I finally got it working! I would do a victory lap around my apartment
building if I wasn't recovering from a broken ankle.
Excuse my excitement, but this simple script marks a new level of
Python proficiency for me. Thanks to Kent, Bob, Denis, and others who
pointed me in the right direction.
It does quite a few things: decompresses a zipped file or files if
there is an archive of them, processes a rather ugly csv file (ugly
because it uses a comma as a delimiter, yet there are commas in double
quote separated fields), and it does a simple subtraction of the two
columns with a little summary to give me the data I need.
#!/usr/bin/env python
import string
import re
import zipfile
highflag = flagcount = sum = sumtotal = 0
z = zipfile.ZipFile('textfile.zip')
for subfile in z.namelist():
print "Working on filename: " + subfile + "\n"
data = z.read(subfile)
pat = re.compile(r"""(\d+), (\d+), (\".+\"|\w+)""")

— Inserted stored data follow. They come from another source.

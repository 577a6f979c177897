//! Graph vertex and edge types shared by every stage of the pipeline.

use crate::ids::{GlobalId, ProjectId};
use serde::{Deserialize, Serialize};
use std::fmt;

/// Kind of a graph node
#[derive(Debug, Clone, Copy, PartialEq, Eq, Hash, Serialize, Deserialize)]
#[serde(rename_all = "lowercase")]
pub enum NodeKind {
    /// A model built by the project
    Model,
    /// An external table declared in a source block
    Source,
}

impl fmt::Display for NodeKind {
    fn fmt(&self, f: &mut fmt::Formatter<'_>) -> fmt::Result {
        match self {
            NodeKind::Model => write!(f, "model"),
            NodeKind::Source => write!(f, "source"),
        }
    }
}

/// A model or source table in the unified graph
#[derive(Debug, Clone, PartialEq, Serialize, Deserialize)]
pub struct Node {
    pub global_id: GlobalId,
    pub local_name: String,
    pub owning_project: ProjectId,
    pub kind: NodeKind,
    #[serde(default, skip_serializing_if = "Option::is_none")]
    pub schema: Option<String>,
    #[serde(default, skip_serializing_if = "Option::is_none")]
    pub database: Option<String>,
    #[serde(default, skip_serializing_if = "Option::is_none")]
    pub materialized: Option<String>,
    #[serde(default, skip_serializing_if = "Option::is_none")]
    pub description: Option<String>,
    #[serde(default)]
    pub columns: Vec<Column>,
    #[serde(default, skip_serializing_if = "Option::is_none")]
    pub raw_text: Option<String>,
    /// Logical source grouping (`source('<source_name>', ...)`), sources only
    #[serde(default, skip_serializing_if = "Option::is_none")]
    pub source_name: Option<String>,
    /// Physical table name when it differs from `local_name`, sources only
    #[serde(default, skip_serializing_if = "Option::is_none")]
    pub identifier: Option<String>,
    #[serde(default, skip_serializing_if = "Option::is_none")]
    pub file_path: Option<String>,
    #[serde(default, skip_serializing_if = "Vec::is_empty")]
    pub tags: Vec<String>,
    /// Description was written by a person and must not be overwritten
    #[serde(default)]
    pub user_edited: bool,
    #[serde(default, skip_serializing_if = "Option::is_none")]
    pub ai_description: Option<String>,
}

impl Node {
    /// Find a column by exact name
    pub fn column(&self, name: &str) -> Option<&Column> {
        self.columns.iter().find(|c| c.name == name)
    }

    /// Mutable column lookup by exact name
    pub fn column_mut(&mut self, name: &str) -> Option<&mut Column> {
        self.columns.iter_mut().find(|c| c.name == name)
    }

    /// Name of the physical table this node reads or writes
    pub fn table_name(&self) -> &str {
        self.identifier.as_deref().unwrap_or(&self.local_name)
    }
}

/// A column of a node
#[derive(Debug, Clone, PartialEq, Serialize, Deserialize)]
pub struct Column {
    pub name: String,
    #[serde(default, skip_serializing_if = "Option::is_none")]
    pub data_type: Option<String>,
    #[serde(default, skip_serializing_if = "Option::is_none")]
    pub description: Option<String>,
    #[serde(default)]
    pub is_primary_key: bool,
    #[serde(default)]
    pub is_foreign_key: bool,
    #[serde(default)]
    pub user_edited: bool,
    #[serde(default, skip_serializing_if = "Option::is_none")]
    pub ai_description: Option<String>,
}

impl Column {
    /// Create a column of `node_name`, flagging keys by naming convention.
    ///
    /// Primary: `id`, `<node>_id`, `key` or `primary_key` (case-insensitive).
    /// Foreign: any other name containing `_id`.
    pub fn new(
        node_name: &str,
        name: impl Into<String>,
        data_type: Option<String>,
        description: Option<String>,
    ) -> Self {
        let name = name.into();
        let lowered = name.to_lowercase();
        let own_key = format!("{}_id", node_name.to_lowercase());
        let is_primary_key = matches!(lowered.as_str(), "id" | "key" | "primary_key")
            || lowered == own_key;
        let is_foreign_key = !is_primary_key && lowered.contains("_id");
        Self {
            name,
            data_type,
            description,
            is_primary_key,
            is_foreign_key,
            user_edited: false,
            ai_description: None,
        }
    }
}

/// Which extraction mechanism produced an edge
#[derive(Debug, Clone, Copy, PartialEq, Eq, Hash, Serialize, Deserialize)]
#[serde(rename_all = "snake_case")]
pub enum EdgeOrigin {
    /// Configured by an operator
    ManualOverride,
    /// `ref('<name>', '<project>')` naming a known project
    ExplicitCrossProjectRef,
    /// Structured dependency list in the build manifest
    ManifestDependency,
    /// `source('<source_name>', '<table>')`
    SourceReference,
    /// Unqualified text match or name-based bridging
    HeuristicTextMatch,
}

impl EdgeOrigin {
    /// Trust rank; higher wins when two origins connect the same pair.
    pub fn priority(self) -> u8 {
        match self {
            EdgeOrigin::ManualOverride => 5,
            EdgeOrigin::ExplicitCrossProjectRef => 4,
            EdgeOrigin::ManifestDependency => 3,
            EdgeOrigin::SourceReference => 2,
            EdgeOrigin::HeuristicTextMatch => 1,
        }
    }

    /// Stable snake_case name
    pub fn as_str(self) -> &'static str {
        match self {
            EdgeOrigin::ManualOverride => "manual_override",
            EdgeOrigin::ExplicitCrossProjectRef => "explicit_cross_project_ref",
            EdgeOrigin::ManifestDependency => "manifest_dependency",
            EdgeOrigin::SourceReference => "source_reference",
            EdgeOrigin::HeuristicTextMatch => "heuristic_text_match",
        }
    }
}

impl fmt::Display for EdgeOrigin {
    fn fmt(&self, f: &mut fmt::Formatter<'_>) -> fmt::Result {
        f.write_str(self.as_str())
    }
}

/// Directed lineage link: `target` is derived from `source`.
#[derive(Debug, Clone, PartialEq, Eq, Hash, Serialize, Deserialize)]
pub struct Edge {
    pub source: GlobalId,
    pub target: GlobalId,
    pub origin: EdgeOrigin,
}

impl Edge {
    pub fn new(source: GlobalId, target: GlobalId, origin: EdgeOrigin) -> Self {
        Self {
            source,
            target,
            origin,
        }
    }
}

#[cfg(test)]
#[path = "node_test.rs"]
mod tests;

for line in data.splitlines():
result = pat.match(line)
ranges = result.groups()
num1 = ranges[0]
num2 = ranges[1]
sum = int(num2) - int(num1)
if sum > 10000000:
flag1 = " !!!!"
flagcount += 1
else:
flag1 = ""
if sum > highflag:
highflag = sum
print str(num2) + " - " + str(num1) + " = " + str(sum) + flag1
sumtotal = sumtotal + sum
print "Total ranges = ", sumtotal
print "Total ranges over 10 million: ", flagcount
print "Largest range: ", highflag
A few observations from a Python newbie: The zipfile and gzip modules
should really be merged together. gzcat on unix reads both compression
formats. It took me way too long to figure out the namelist() method.
But I did learn a lot more about how zip actually works as a result.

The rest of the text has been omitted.